Depois dos primeiros capítulos citados, o texto nos remete à década de setenta, às suas referências culturais e ao passado mais recente de Emma, dez anos atrás nos anos sessenta, quando fazia faculdade de veterinária, curso não concluído, mas que a levou a conhecer Dominik, Dom para os íntimos, filho desconhecido de Hans Maximilian Hoffman, que nada sabe sobre a existência do filho, por jamais ter voltado ao seu solo pátrio. Ocasião em que houve um flerte entre ambos, Emma e Dominik, – o bastante para que nunca deixassem de se amar –. O piloto Dom, na verdade, queria ir às Dolomitas para resgatar os fatos circunstantes à queda do avião de seu pai, achar o avião nazista e saber toda a verdade sobre “o tedesco” Hans Maximiliano Hoffman. Não foi sozinho a essa missão, levara consigo Amelie com quem tinha uma relação aberta, que não durou mais depois do encontro de Emma e Dom, quando fizeram amor. Teriam cometido incesto?
Sem saber nada sobre a história de como foi gerada Emma encontra Dom; sem saber nada sobre a verdadeira história de seu pai Dom encontra Emma.
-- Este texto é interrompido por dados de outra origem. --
//! HTTP server hosting the generated page and the JSON API.

use crate::api::{get_catalog, get_entries, get_info, get_view, ViewQuery};
use crate::site::Site;

use std::net::SocketAddr;
use std::sync::Arc;
use tracing::info;
use versus_core::{Catalog, Result, SiteConfig, VersusError};
use warp::filters::BoxedFilter;
use warp::http::Uri;
use warp::{Filter, Rejection, Reply};

/// Filter matching the configured base path segments
fn base_filter(config: &SiteConfig) -> BoxedFilter<()> {
    config
        .base_segments()
        .into_iter()
        .fold(warp::any().boxed(), |filter, segment| {
            filter.and(warp::path(segment)).boxed()
        })
}

/// All routes for `site`, mounted below its base path
pub fn routes(site: Arc<Site>) -> Result<impl Filter<Extract = (impl Reply,), Error = Rejection> + Clone> {
    let base = base_filter(&site.config);
    let location = if site.config.base_path.is_empty() {
        "/".to_string()
    } else {
        site.config.base_path.clone()
    };
    let location: Uri = location
        .parse()
        .map_err(|e| VersusError::InvalidConfig(format!("base path '{}': {}", location, e)))?;

    let cors = warp::cors()
        .allow_any_origin()
        .allow_headers(vec!["Content-Type"])
        .allow_methods(vec!["GET"]);

    let page_site = site.clone();
    let page_route = base
        .clone()
        .and(warp::path::end())
        .and(warp::get())
        .map(move || warp::reply::html(page_site.page.clone()));

    let catalog_site = site.clone();
    let catalog_route = base
        .clone()
        .and(warp::path!("api" / "catalog"))
        .and(warp::get())
        .map(move || warp::reply::json(&get_catalog(&catalog_site)));

    let entries_site = site.clone();
    let entries_route = base
        .clone()
        .and(warp::path!("api" / "entries"))
        .and(warp::get())
        .map(move || warp::reply::json(&get_entries(&entries_site)));

    let view_site = site.clone();
    let view_route = base
        .clone()
        .and(warp::path!("api" / "view"))
        .and(warp::get())
        .and(warp::query::<ViewQuery>())
        .map(move |query: ViewQuery| warp::reply::json(&get_view(&view_site, &query)));

    let info_site = site;
    let info_route = base
        .and(warp::path!("api" / "info"))
        .and(warp::get())
        .map(move || warp::reply::json(&get_info(&info_site)));

    // Shadowed by the page route when mounted at the root
    let redirect_route = warp::path::end()
        .and(warp::get())
        .map(move || warp::redirect::permanent(location.clone()));

    let health_route = warp::path!("health").map(|| "versus is running");

    Ok(page_route
        .or(catalog_route)
        .or(entries_route)
        .or(view_route)
        .or(info_route)
        .or(redirect_route)
        .or(health_route)
        .with(cors))
}

/// Build the site for `catalog` and serve it on `port` until Ctrl-C
pub async fn start_server(port: u16, config: SiteConfig, catalog: Catalog) -> Result<()> {
    let addr = SocketAddr::from(([127, 0, 0, 1], port));
    let site = Arc::new(Site::build(config, catalog)?);
    let url = format!("http://localhost:{}{}", port, site.config.url(""));
    let routes = routes(site)?;

    let server = warp::serve(routes).try_bind_with_graceful_shutdown(addr, async {
        tokio::signal::ctrl_c().await.ok();
        info!("Received shutdown signal, stopping server");
    });

    match server {
        Ok((addr, server)) => {
            info!("Serving on {}", addr);
            println!("versus is running at {}", url);
            server.await;
            Ok(())
        }
        Err(e) => Err(VersusError::Server(format!(
            "Failed to bind to port {}: {}",
            port, e
        ))),
    }
}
Ele se torna amigo do pai de Emma (seu pai). Emma se torna amiga de Amelie, que se apaixona pelo sargento Giuseppe, um carabineiro. Há uma ciranda amorosa. Dom conversa apenas com Giuseppe sobre um dos motivos pelos quais quer ir às Dolomitas. Num certo momento, convida o pai de Emma para sobrevoar a área. No sobrevoo, revela a Maximiliano que veio a busca da verdade sobre a história de seu pai, em busca do paradeiro do avião. Maximiliano revela que ele próprio é Hans Maximilian Hoffman: Eu sou seu pai! E sofre um acidente vascular cerebral, sem conseguir ser socorrido a tempo, apesar de pouso emergencial, morre.
É quando Emma e Dominik podem descer ao porão e resgatar o diário mantido por Gianna Domenicheli, no qual são revelados todos os mistérios, sem que fique esclarecido se Emma e Dominik são irmãos ou não, porque essa ansiada verdade não é revelada no diário. Indo além da leitura do diário da mãe, a filha decide procurar seu tio Andreas, o partisano, seu tio, que reconhecera o bom caráter do pai adotivo ou biológico de Emma, viagem que resultará na leitura de uma carta por Gianna ao irmão. A trama é complexa e dolorosa.
Tecida a trama, falaremos daqui a pouco dos deuterogonistas. Mas, antes, é esclarecedor dizer que Gianna, com seu diário é protagonista e narradora, que o livro tem vários protagonistas além de Gianna, que o autor intermeia sua própria narrativa com a narrativa existente no diário, que Maximiliano, Emma e Dom protagonizam o livro tanto quanto a Gianna narradora, que com a leitura do diário pela filha e por seu namorado retoma protagonismo na elucidação dos fatos, não só por causa do diário, mas também por uma correspondência epistolar para seu irmão Andreas – o partisano –.
Entre os personagens também há o cão são Bernardo Alfie, Killian, o falcão de Dom, os lobos, as gralhas e a cordilheira das Dolomitas, entre outras referências toponímicas. O domínio do autor sobre a geografia dos fatos é interessante e mostra a vivência ou a pesquisa sobre a área. Com exceção de Killian, falcão cuja asa lesada impede-o de voar, todos os personagens têm participação direta na trama. Killian, cuja lesão na asa foi tratada com gordura de ovelhas recomendada por Maximiliano se recupera e voa ao fim da história. Voo que simboliza a superação do trauma. Fim que nos remete à grandeza dos seres humanos da família Hoffman e Domenichelli. A poesia da prosa no romance Pássaros negros na neve nos remete, comovidamente, à tal grandeza.